Interview with Artist Sam Heydt, Longlisted for the Aesthetica Art Prize

“Illusion does not free us from reality. Ironically, through employing the very medium I critique, my work speaks to the disenchantment of the social psyche, which takes place at the hands of the modern media apparatus and at the expense of the natural world.” Through photography Sam Heydt comments on consumerism and constructed narratives of the past with a concern for the perversity of production, consumption and decay. We speak to Heydt about her ideas and what inspired her work Chrysanthemums in particular, selected for the Aesthetica Art Prize Anthology 2014.

A: What was the inspiration for Chrysanthemums?
SH: Consistently working from a position of truth, or lived experience, I use photography as a means to mediate my own experiences and find new ways of questioning or understanding what I see. Conflating the past and present, Chrysanthemums was inspired by the visceral appeal of the photographic medium and its problematic relationship with reality.

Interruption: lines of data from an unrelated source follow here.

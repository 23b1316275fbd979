//! Text normalization.
//!
//! Normalization runs before chunking and is best-effort: a step that cannot
//! (or need not) transform its input reports [`Outcome::Unchanged`] and the
//! caller keeps the text it already had. Nothing in this module fails.
//!
//! ## BasicNormalizer
//!
//! ```text
//! "Stay Warm, Stay Dry! (S-XXL)\n\nIt's windproof."
//!   normalize                     -> "stay warm stay dry! s xxl\n\nits windproof."
//!   lemmatize_and_strip_stopwords -> "stay warm stay dry! s xxl\n\nwindproof."
//! ```
//!
//! Line structure is kept intact, blank lines included, so paragraph
//! boundaries survive normalization.

use std::collections::HashSet;
use std::sync::LazyLock;

use unicode_segmentation::UnicodeSegmentation;

/// Result of a normalization step.
#[derive(Debug, Clone, PartialEq, Eq)]
pub enum Outcome {
    /// The step produced new text.
    Transformed(String),
    /// The step left its input as is.
    Unchanged,
}

impl Outcome {
    /// The resulting text, falling back to `input` when unchanged.
    #[must_use]
    pub fn apply(self, input: String) -> String {
        match self {
            Self::Transformed(text) => text,
            Self::Unchanged => input,
        }
    }

    /// Whether the step left its input as is.
    #[must_use]
    pub fn is_unchanged(&self) -> bool {
        matches!(self, Self::Unchanged)
    }
}

/// A text normalization collaborator.
pub trait TextNormalizer: Send + Sync {
    /// Canonicalize surface form (case, punctuation, symbols).
    fn normalize(&self, text: &str) -> Outcome;

    /// Reduce words to base forms and drop stop words.
    fn lemmatize_and_strip_stopwords(&self, text: &str) -> Outcome;
}

/// Normalizer that leaves all text untouched.
#[derive(Debug, Clone, Copy, Default)]
pub struct Passthrough;

impl TextNormalizer for Passthrough {
    fn normalize(&self, _text: &str) -> Outcome {
        Outcome::Unchanged
    }

    fn lemmatize_and_strip_stopwords(&self, _text: &str) -> Outcome {
        Outcome::Unchanged
    }
}

/// Rule-based English normalizer.
///
/// - `normalize` lowercases, keeps alphanumeric characters and the sentence
///   terminators `.`, `!`, `?`, and drops all other symbols.
/// - `lemmatize_and_strip_stopwords` drops common English stop words while
///   keeping their sentence terminators. No lemmatizer is bundled; words keep
///   their surface form.
#[derive(Debug, Clone, Copy, Default)]
pub struct BasicNormalizer;

impl TextNormalizer for BasicNormalizer {
    fn normalize(&self, text: &str) -> Outcome {
        if text.trim().is_empty() {
            return Outcome::Unchanged;
        }
        let normalized = map_lines(text, normalize_line);
        changed(text, normalized)
    }

    fn lemmatize_and_strip_stopwords(&self, text: &str) -> Outcome {
        if text.trim().is_empty() {
            return Outcome::Unchanged;
        }
        let stripped = map_lines(text, strip_stopwords_line);
        changed(text, stripped)
    }
}

fn changed(input: &str, output: String) -> Outcome {
    if output == input {
        Outcome::Unchanged
    } else {
        Outcome::Transformed(output)
    }
}

fn map_lines(text: &str, f: impl Fn(&str) -> String) -> String {
    text.split('\n')
        .map(|line| f(line.trim_end_matches('\r')))
        .collect::<Vec<_>>()
        .join("\n")
}

fn is_terminator(c: char) -> bool {
    matches!(c, '.' | '!' | '?')
}

fn normalize_line(line: &str) -> String {
    let mut tokens: Vec<String> = Vec::new();

    for segment in line.split_word_bounds() {
        if segment.chars().all(is_terminator) {
            match tokens.last_mut() {
                Some(last) => last.push_str(segment),
                None => tokens.push(segment.to_string()),
            }
            continue;
        }

        let token: String = segment
            .chars()
            .filter(|c| c.is_alphanumeric())
            .flat_map(char::to_lowercase)
            .collect();
        if !token.is_empty() {
            tokens.push(token);
        }
    }

    tokens.join(" ")
}

fn strip_stopwords_line(line: &str) -> String {
    let mut kept: Vec<String> = Vec::new();

    for token in line.split_whitespace() {
        let core = token.trim_end_matches(is_terminator);
        if !is_stopword(core) {
            kept.push(token.to_string());
            continue;
        }

        let terminator = &token[core.len()..];
        if terminator.is_empty() {
            continue;
        }
        match kept.last_mut() {
            Some(last) if last.ends_with(is_terminator) => {}
            Some(last) => last.push_str(terminator),
            None => kept.push(terminator.to_string()),
        }
    }

    kept.join(" ")
}

static STOPWORDS: LazyLock<HashSet<&'static str>> = LazyLock::new(|| {
    [
        "a", "about", "above", "after", "again", "against", "all", "am", "an", "and", "any",
        "are", "as", "at", "be", "because", "been", "before", "being", "below", "between",
        "both", "but", "by", "can", "could", "did", "do", "does", "doing", "down", "during",
        "each", "few", "for", "from", "further", "had", "has", "have", "having", "he", "her",
        "here", "hers", "herself", "him", "himself", "his", "how", "i", "if", "in", "into",
        "is", "it", "its", "itself", "just", "me", "more", "most", "my", "myself", "no", "nor",
        "not", "now", "of", "off", "on", "once", "only", "or", "other", "our", "ours",
        "ourselves", "out", "over", "own", "same", "she", "should", "so", "some", "such",
        "than", "that", "the", "their", "theirs", "them", "themselves", "then", "there",
        "these", "they", "this", "those", "through", "to", "too", "under", "until", "up",
        "very", "was", "we", "were", "what", "when", "where", "which", "while", "who", "whom",
        "why", "will", "with", "would", "you", "your", "yours", "yourself", "yourselves",
    ]
    .into_iter()
    .collect()
});

/// Whether `word` is an English stop word (case-insensitive).
#[must_use]
pub fn is_stopword(word: &str) -> bool {
    STOPWORDS.contains(word.to_lowercase().as_str())
}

Although no object is counted on more for its mnemonic technology, a photograph provides a carbon copy of an instance that exists on a separate plane to memory, as recollections of the past are dictated by the present. Playing with the construct of the photographic process, the recycling of appropriated imagery and the re-representation of a moment, I used collage intervention to disrupt the singularity of the time and place captured. The positivist discourse of photography’s relationship with truth deteriorates with the seamless layering of these temporally estranged images — usurping the pretense of the original moment.

A: What do you hope a viewer will take from your photographs?
SH: My work aims to convey the different phenomenologies of our increasingly fractured social landscape, the mutability of history and material inequalities of a world reduced to a bottom line. Although I am very conscious of how my photographs may translate, I don’t like to dictate how my viewers should feel about the work. Art is a product of lived experiences; how it is understood is hinged on the perception of the audience. Imagery functions in both directions: while photographers bring their own history, politics and neurosis to the picture, the viewer inevitably meets it with their own personal biases and convictions. In my experience as an image maker, it is banality and ambiguity that have that transcendental quality semiotically accessible to a wider audience.

This is the poetry of the enclosure and at the same time the prosaic phenomenon of the minds’ ability to draw upon personal experience, no matter how resistant. With that said, having spent the last decade documenting mines, landfills, deforestation and other scarred landscapes, I hope the socially conscious work I’ve done speaks for itself and brings to forefront of people’s contemplation imagery that transcends their site-specific locations.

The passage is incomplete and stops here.